7 min read
Audience and Purpose
This post is both a reflection and a vision. It’s a message for my team—who have been with me through challenges and successes—and a blog for leaders, peers, and anyone interested in the lessons we’ve learned and where we’re going next.
I chose to share this message as a blog post to reach my team and other leaders or organizations facing similar challenges. These insights encourage collaboration, spark new ideas, and help others navigate organizational transformation.
From Good to Great: Shifting to Outcomes in 2025
Today is January 1, 2025—a fresh start and a chance to reflect on the past year and plan for what’s ahead. During Thanksgiving, I shared my gratitude with my division and team for their hard work and achievements during a challenging time. However, I haven’t yet fully shared my vision for the future. As this new year begins, I’m reflecting on the significant changes ahead and our unique opportunities.
Our parent organization, which acquired us last year, is undergoing its transformative journey, driven by new investors and ambitious strategic plans. As they prepare to begin January with an inspiring company-wide message, it is equally important to focus on our division and the brand we have built together. This message is directed to our team as we navigate this period of change and improve the foundation for the future.
As we continue to grow and integrate, it is essential to maintain a long-term perspective. By 2026, we aim to become a stronger, unified organization with aligned practices, cohesive team structures, and a clear strategic direction. This year represents a pivotal phase in that process—a time to refine our identity, enhance our impact, and position ourselves for sustained success.
The perspectives and recommendations outlined here are based on my personal reflections and my understanding of where we currently stand and the potential paths forward. While I believe these steps represent meaningful progress, I want to stress that they are not the only way forward. If you have alternative ideas or cannot align with this vision, I encourage you to share your input. Collectively, our contributions will help shape the most effective path ahead.
A Journey of Growth and Transformation
Over the past decade, our team has faced its share of challenges—personality conflicts, shifting priorities, and growing pains—but we’ve also achieved remarkable transformations. Together, we’ve evolved from an unstable monolithic platform to a modern, scalable system powered by a culture of investment, innovation, and learning.
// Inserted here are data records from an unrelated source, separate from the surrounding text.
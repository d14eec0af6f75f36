//! Version-count retention for the backup root.
//!
//! Every directory directly beneath the root is one version. Versions are
//! ordered by creation time (name breaks ties) and deleted oldest first
//! until no more than `limit` remain.

use crate::utils::errors::{BackupError, Result};
use std::path::{Path, PathBuf};
use std::time::SystemTime;
use tracing::{info, warn};
use walkdir::WalkDir;

/// One version directory under the backup root.
#[derive(Debug, Clone)]
pub struct VersionDir {
    pub name: String,
    pub path: PathBuf,
    pub created_at: SystemTime,
}

/// Outcome of one deletion attempt.
#[derive(Debug, Clone)]
pub struct Deletion {
    pub name: String,
    pub error: Option<String>,
}

impl Deletion {
    pub fn succeeded(&self) -> bool {
        self.error.is_none()
    }
}

#[derive(Debug, Clone, Default)]
pub struct RetentionReport {
    /// Deletion attempts in the order they were made (oldest first)
    pub deletions: Vec<Deletion>,
    /// Version directories left after the pass
    pub remaining: usize,
}

impl RetentionReport {
    pub fn deleted_count(&self) -> usize {
        self.deletions.iter().filter(|d| d.succeeded()).count()
    }
}

type Remover = fn(&Path) -> std::io::Result<()>;

pub struct RetentionManager {
    root: PathBuf,
    limit: usize,
    remover: Remover,
}

impl RetentionManager {
    pub fn new(root: impl Into<PathBuf>, limit: usize) -> Self {
        Self {
            root: root.into(),
            limit,
            remover: |path| std::fs::remove_dir_all(path),
        }
    }

    #[cfg(test)]
    fn with_remover(mut self, remover: Remover) -> Self {
        self.remover = remover;
        self
    }

    /// Version directories sorted oldest first. A missing root has none.
    pub fn list_versions(&self) -> Result<Vec<VersionDir>> {
        if !self.root.exists() {
            return Ok(Vec::new());
        }

        let mut versions = Vec::new();
        for entry in WalkDir::new(&self.root).min_depth(1).max_depth(1) {
            let entry = entry.map_err(|e| {
                let path = e.path().unwrap_or(&self.root).to_path_buf();
                BackupError::fs(path, e.into())
            })?;
            if !entry.file_type().is_dir() {
                continue;
            }

            let metadata = entry
                .metadata()
                .map_err(|e| BackupError::fs(entry.path(), e.into()))?;
            let created_at = metadata
                .created()
                .or_else(|_| metadata.modified())
                .unwrap_or(SystemTime::UNIX_EPOCH);

            versions.push(VersionDir {
                name: entry.file_name().to_string_lossy().to_string(),
                path: entry.path().to_path_buf(),
                created_at,
            });
        }

        versions.sort_by(|a, b| {
            a.created_at
                .cmp(&b.created_at)
                .then_with(|| a.name.cmp(&b.name))
        });
        Ok(versions)
    }

    /// Delete the oldest versions until at most `limit` remain.
    ///
    /// A failed deletion is recorded and skipped; the pass continues with the
    /// next-oldest candidate. The count is re-read after every attempt.
    pub fn enforce(&self) -> Result<RetentionReport> {
        let candidates = self.list_versions()?;
        let mut count = candidates.len();
        let mut report = RetentionReport::default();

        for candidate in candidates {
            if count <= self.limit {
                break;
            }

            match (self.remover)(&candidate.path) {
                Ok(()) => {
                    info!(version = %candidate.name, "Deleted old version directory");
                    report.deletions.push(Deletion {
                        name: candidate.name.clone(),
                        error: None,
                    });
                }
                Err(e) => {
                    warn!(version = %candidate.name, error = %e, "Failed to delete version directory");
                    report.deletions.push(Deletion {
                        name: candidate.name.clone(),
                        error: Some(e.to_string()),
                    });
                }
            }

            count = match self.list_versions() {
                Ok(versions) => versions.len(),
                Err(e) => {
                    warn!(error = %e, "Failed to recount version directories");
                    count - usize::from(report.deletions.last().is_some_and(|d| d.succeeded()))
                }
            };
        }

        report.remaining = count;
        Ok(report)
    }
}

#[cfg(test)]
mod tests {
    use super::*;
    use std::fs;
    use std::time::Duration;
    use tempfile::TempDir;

    /// Create version directories in the given order, oldest first.
    fn make_versions(root: &Path, names: &[&str]) {
        for name in names {
            fs::create_dir(root.join(name)).unwrap();
            fs::write(root.join(name).join("course.imscc"), b"data").unwrap();
            std::thread::sleep(Duration::from_millis(20));
        }
    }

    fn remaining_names(root: &Path) -> Vec<String> {
        let mut names: Vec<String> = fs::read_dir(root)
            .unwrap()
            .map(|e| e.unwrap().file_name().to_string_lossy().to_string())
            .collect();
        names.sort();
        names
    }

    #[test]
    fn test_missing_root_is_a_no_op() {
        let dir = TempDir::new().unwrap();
        let manager = RetentionManager::new(dir.path().join("absent"), 1);
        let report = manager.enforce().unwrap();
        assert!(report.deletions.is_empty());
        assert_eq!(report.remaining, 0);
    }

    #[test]
    fn test_at_or_below_limit_is_a_no_op() {
        let dir = TempDir::new().unwrap();
        make_versions(dir.path(), &["v1", "v2"]);

        for limit in [2, 3] {
            let report = RetentionManager::new(dir.path(), limit).enforce().unwrap();
            assert!(report.deletions.is_empty());
            assert_eq!(report.remaining, 2);
        }
    }

    #[test]
    fn test_deletes_oldest_prefix() {
        let dir = TempDir::new().unwrap();
        make_versions(dir.path(), &["v1", "v2", "v3", "v4", "v5"]);

        let report = RetentionManager::new(dir.path(), 2).enforce().unwrap();

        let deleted: Vec<&str> = report.deletions.iter().map(|d| d.name.as_str()).collect();
        assert_eq!(deleted, vec!["v1", "v2", "v3"]);
        assert_eq!(report.remaining, 2);
        assert_eq!(remaining_names(dir.path()), vec!["v4", "v5"]);
    }

    #[test]
    fn test_limit_of_one_keeps_newest() {
        let dir = TempDir::new().unwrap();
        make_versions(dir.path(), &["a", "b", "c"]);

        let report = RetentionManager::new(dir.path(), 1).enforce().unwrap();
        assert_eq!(report.deleted_count(), 2);
        assert_eq!(remaining_names(dir.path()), vec!["c"]);
    }

    #[test]
    fn test_plain_files_are_not_versions() {
        let dir = TempDir::new().unwrap();
        make_versions(dir.path(), &["v1", "v2"]);
        fs::write(dir.path().join("notes.txt"), b"x").unwrap();

        let versions = RetentionManager::new(dir.path(), 1).list_versions().unwrap();
        assert_eq!(versions.len(), 2);
    }

    #[test]
    fn test_ordering_uses_creation_time_not_name() {
        let dir = TempDir::new().unwrap();
        make_versions(dir.path(), &["zzz-oldest", "aaa-newest"]);

        RetentionManager::new(dir.path(), 1).enforce().unwrap();
        assert_eq!(remaining_names(dir.path()), vec!["aaa-newest"]);
    }

    #[test]
    fn test_failed_deletion_is_skipped_and_pass_continues() {
        let dir = TempDir::new().unwrap();
        make_versions(dir.path(), &["locked", "v2", "v3", "v4"]);

        fn remover(path: &Path) -> std::io::Result<()> {
            if path.ends_with("locked") {
                return Err(std::io::Error::new(
                    std::io::ErrorKind::PermissionDenied,
                    "locked",
                ));
            }
            fs::remove_dir_all(path)
        }

        let report = RetentionManager::new(dir.path(), 2)
            .with_remover(remover)
            .enforce()
            .unwrap();

        assert_eq!(report.deletions.len(), 3);
        assert!(!report.deletions[0].succeeded());
        assert_eq!(report.deleted_count(), 2);
        assert_eq!(report.remaining, 2);
        assert_eq!(remaining_names(dir.path()), vec!["locked", "v4"]);
    }
}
Ten years ago, we were constantly rebooting systems hosting a fragile monolithic solution. Back then, our releases were massive undertakings—twice a year, requiring months of preparation and leaving us with long downtimes and high risk. Today, we operate a cloud-based, microservices architecture, built on the principles of Agile, Lean, and DevOps. Our team has embraced automation, continuous delivery, and scalable design, enabling us to release updates 5 to 20 times a day with confidence and speed.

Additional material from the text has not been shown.